U.S. Navy officials are weighing options for boosting the size of their fleet, which appears increasingly inadequate to handle growing maritime threats from China, Iran and Russia.
The Navy has 276 vessels, but while up to 100 are deployed globally, many are dry-docked for months — or even years —waiting for maintenance, upgrades or certifications. With China, Iran and Russia expanding their navies and taking more aggressive actions on the high seas, there is an urgent need for America’s currently idle ships and submarines to head out to the open sea.
“Our advantage is shrinking,” Adm. John Richardson, chief of Naval Operations, said. “We must reverse this trend.”
There are at least five possibilities of reversing America’s shrinking advantage: Recommission mothballed vessels; extend the service life of currently operating vessels; speed scheduled dock work; build new ones and operate the existing fleet more efficiently.
The option of bringing back retired vessels has its critics.

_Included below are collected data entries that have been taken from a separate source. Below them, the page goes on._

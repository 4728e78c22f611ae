//! LLM provider implementations.

pub mod common;
pub mod gemini;

pub use gemini::GeminiProvider;
use crate::error::{Result, SearchError};
use scraper::{ElementRef, Html, Selector};
use scout_core::ResultRecord;

/// Cells a data row must have to be read as a record.
const RECORD_CELLS: usize = 6;

/// Extracts directory rows from rendered result pages.
pub struct ResultParser {
    rows: Selector,
    cells: Selector,
    link: Selector,
}

impl ResultParser {
    pub fn new(row_selector: &str) -> Result<Self> {
        Ok(Self {
            rows: parse_selector(row_selector)?,
            cells: parse_selector("td")?,
            link: parse_selector("a")?,
        })
    }

    /// Records on one page, in row order.
    ///
    /// Rows with fewer than six cells (headers, "no data" placeholders) are
    /// skipped. A page without the results table yields no records.
    pub fn parse(&self, html: &str) -> Vec<ResultRecord> {
        let document = Html::parse_document(html);
        document
            .select(&self.rows)
            .filter_map(|row| self.parse_row(&row))
            .collect()
    }

    fn parse_row(&self, row: &ElementRef) -> Option<ResultRecord> {
        let cells: Vec<ElementRef> = row.select(&self.cells).collect();
        if cells.len() < RECORD_CELLS {
            return None;
        }

        let website_url = cells[5]
            .select(&self.link)
            .next()
            .and_then(|a| a.value().attr("href"))
            .map(|href| href.trim().to_string())
            .unwrap_or_default();

        Some(ResultRecord {
            action: cell_text(&cells[0]),
            location: cell_text(&cells[1]),
            name: cell_text(&cells[2]),
            organization: cell_text(&cells[3]),
            phone: cell_text(&cells[4]),
            website_url,
        })
    }
}

fn parse_selector(selector: &str) -> Result<Selector> {
    Selector::parse(selector).map_err(|e| SearchError::InvalidSelector {
        selector: selector.to_string(),
        reason: e.to_string(),
    })
}

/// Visible text of a cell with runs of whitespace collapsed.
fn cell_text(cell: &ElementRef) -> String {
    cell.text()
        .flat_map(str::split_whitespace)
        .collect::<Vec<_>>()
        .join(" ")
}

“The Navy has to consider what it would cost to bring each of these ships back into service, what would need to be invested so they would be capable against today’s threat, and how many more years could we get out of these ships,” said Tom Callender, senior fellow for Naval Warfare and Advanced Technologies at the Heritage Foundation. “We would spend many years and hundreds of millions of dollars to bring them back. We have to find room in the shipyards to do this work, we have to plan it out, and we have to find the money and realize it will be several years in the process.”
Lt. Kara Yingling, a Navy spokesperson, said the Navy is exploring every option to increase the capacity and capability of the battle force, including extending the expected service life of ships and reactivation.

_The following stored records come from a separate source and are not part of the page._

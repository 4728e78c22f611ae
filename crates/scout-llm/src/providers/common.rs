//! Common utilities shared across LLM providers.

use crate::error::{LlmError, Result};
use crate::provider::Role;
use reqwest::{Client, StatusCode};
use std::time::Duration;

/// Build a standard HTTP client with common timeout settings.
///
/// # Arguments
/// * `timeout_secs` - Timeout in seconds (defaults to 60 if not specified)
///
/// # Errors
/// Returns error if the HTTP client cannot be created.
pub fn build_http_client(timeout_secs: Option<u64>) -> Result<Client> {
    Client::builder()
        .timeout(Duration::from_secs(timeout_secs.unwrap_or(60)))
        .build()
        .map_err(|e| LlmError::Internal(format!("failed to create HTTP client: {e}")))
}

/// Convert internal Role enum to Gemini-specific role string.
///
/// Gemini uses "user" and "model" instead of "user" and "assistant".
/// System prompts are handled separately.
#[must_use]
pub fn convert_role_gemini(role: Role) -> String {
    match role {
        Role::System | Role::User => "user".to_string(),
        Role::Assistant => "model".to_string(),
    }
}

/// Map a non-success HTTP status to the matching error variant.
#[must_use]
pub fn status_error(provider: &str, status: StatusCode, body: String) -> LlmError {
    match status {
        StatusCode::UNAUTHORIZED | StatusCode::FORBIDDEN => LlmError::AuthenticationFailed {
            provider: provider.to_string(),
            message: body,
        },
        StatusCode::TOO_MANY_REQUESTS => LlmError::RateLimitExceeded {
            provider: provider.to_string(),
            message: body,
        },
        _ => LlmError::ApiError {
            provider: provider.to_string(),
            status: status.as_u16(),
            message: body,
        },
    }
}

“Reactivating retired ships will be a challenge because the ships are old and have not been maintained and modernized since deactivation,” Yingling said. “A lot has changed since we last modernized those ships, and there could be significant costs involved with restoring their systems.”
A more strategic plan, Callender said, is to speed up maintenance, repair and certification. Part of the problem is a severe worker shortage of about 2,000 people.
“Backlog in repairs has been a major issue in the last several years as the Navy has seen their operations and maintenance budget cut with continuing sequestrations,” Callender said. “In 2016, about halfway through the year the Navy was in the hole about $848 million, and that caused them to delay five ships' availabilities.”
The USS Albany, for example, spent over four years in the shipyard due to continued delays, so while the attack submarine is on the registry, it wasn’t being used.
Our advantage is shrinking. We must reverse this trend.
Richardson outlined a plan in May for more quickly designing, building and launching a larger and more powerful fleet that incorporates cutting-edge technologies and new operational concepts.
“The current security environment is faster paced, more complex, and increasingly competitive,” Richardson wrote in the 2016 Force Structure Assessment, to back the plan. “Time is an unforgiving characteristic of that environment —things are moving faster, including our competitors.”
The Navy is proposing a 355-ship fleet with 12 carriers, 104 large surface combatants, 52 small surface combatants, 38 amphibious ships and 66 submarines over the next 30 years.
Yingling said that in fiscal year 2017, the Navy currently expects to deliver 13 ships and retire 6 ships, and by fiscal year 2022, is scheduled to raise the size of the battle force from the current 276 ships to 310 ships.
Part of the Navy’s strategy will be to better coordinate its fleet, Richardson said.